_TASK DETAILS_:
Could you copy every line of the data that contains the word "impl"?

**********

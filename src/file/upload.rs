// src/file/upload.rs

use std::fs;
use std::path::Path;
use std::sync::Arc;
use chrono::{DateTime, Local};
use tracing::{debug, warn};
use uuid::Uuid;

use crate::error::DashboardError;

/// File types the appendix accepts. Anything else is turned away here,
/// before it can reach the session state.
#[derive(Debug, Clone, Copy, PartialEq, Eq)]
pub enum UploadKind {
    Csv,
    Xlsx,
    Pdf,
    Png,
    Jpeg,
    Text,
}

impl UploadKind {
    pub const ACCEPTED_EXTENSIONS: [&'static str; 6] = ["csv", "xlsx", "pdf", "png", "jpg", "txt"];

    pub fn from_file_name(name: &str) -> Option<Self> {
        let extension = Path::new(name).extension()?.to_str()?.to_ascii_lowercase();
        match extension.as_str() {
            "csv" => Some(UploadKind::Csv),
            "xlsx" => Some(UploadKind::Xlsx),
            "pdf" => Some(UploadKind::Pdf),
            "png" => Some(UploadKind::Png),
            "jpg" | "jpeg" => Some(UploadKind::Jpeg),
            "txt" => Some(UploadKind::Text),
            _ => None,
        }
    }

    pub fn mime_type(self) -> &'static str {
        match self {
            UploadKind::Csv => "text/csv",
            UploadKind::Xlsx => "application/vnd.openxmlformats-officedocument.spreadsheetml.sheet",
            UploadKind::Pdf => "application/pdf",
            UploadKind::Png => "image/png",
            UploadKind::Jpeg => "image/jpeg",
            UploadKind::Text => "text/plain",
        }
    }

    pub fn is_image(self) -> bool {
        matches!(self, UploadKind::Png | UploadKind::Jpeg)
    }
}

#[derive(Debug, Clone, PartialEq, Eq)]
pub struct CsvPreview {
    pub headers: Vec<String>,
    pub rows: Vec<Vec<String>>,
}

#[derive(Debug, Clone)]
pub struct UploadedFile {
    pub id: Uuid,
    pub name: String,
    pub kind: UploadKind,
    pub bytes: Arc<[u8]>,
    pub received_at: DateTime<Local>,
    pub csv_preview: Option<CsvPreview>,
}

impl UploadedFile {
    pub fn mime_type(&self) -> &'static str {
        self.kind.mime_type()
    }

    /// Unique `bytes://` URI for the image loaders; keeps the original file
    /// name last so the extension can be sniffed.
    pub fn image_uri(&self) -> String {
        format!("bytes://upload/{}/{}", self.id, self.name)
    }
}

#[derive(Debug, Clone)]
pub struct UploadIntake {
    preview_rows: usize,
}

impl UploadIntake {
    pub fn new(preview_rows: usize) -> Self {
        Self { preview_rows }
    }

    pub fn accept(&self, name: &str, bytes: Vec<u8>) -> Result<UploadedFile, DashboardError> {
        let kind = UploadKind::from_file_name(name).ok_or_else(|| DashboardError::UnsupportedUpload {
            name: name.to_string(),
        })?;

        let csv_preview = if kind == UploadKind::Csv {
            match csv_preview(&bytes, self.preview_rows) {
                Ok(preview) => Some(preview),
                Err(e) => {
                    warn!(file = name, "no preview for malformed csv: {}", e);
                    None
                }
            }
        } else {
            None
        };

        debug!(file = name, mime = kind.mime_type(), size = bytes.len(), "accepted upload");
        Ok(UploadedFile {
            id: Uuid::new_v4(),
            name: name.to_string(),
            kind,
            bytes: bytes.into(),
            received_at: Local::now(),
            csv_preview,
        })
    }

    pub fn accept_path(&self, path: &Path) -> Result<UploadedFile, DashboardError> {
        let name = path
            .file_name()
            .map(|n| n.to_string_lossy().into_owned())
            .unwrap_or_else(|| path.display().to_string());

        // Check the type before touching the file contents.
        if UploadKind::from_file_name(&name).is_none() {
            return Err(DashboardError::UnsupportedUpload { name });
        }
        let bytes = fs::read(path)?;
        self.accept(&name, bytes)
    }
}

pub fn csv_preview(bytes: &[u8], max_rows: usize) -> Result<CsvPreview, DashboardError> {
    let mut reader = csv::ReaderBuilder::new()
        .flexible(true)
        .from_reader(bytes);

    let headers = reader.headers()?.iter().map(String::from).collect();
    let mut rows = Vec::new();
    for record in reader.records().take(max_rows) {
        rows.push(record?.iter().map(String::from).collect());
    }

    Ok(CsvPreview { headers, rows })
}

**********

_OUTPUT_:
impl UploadKind {
impl UploadedFile {
impl UploadIntake {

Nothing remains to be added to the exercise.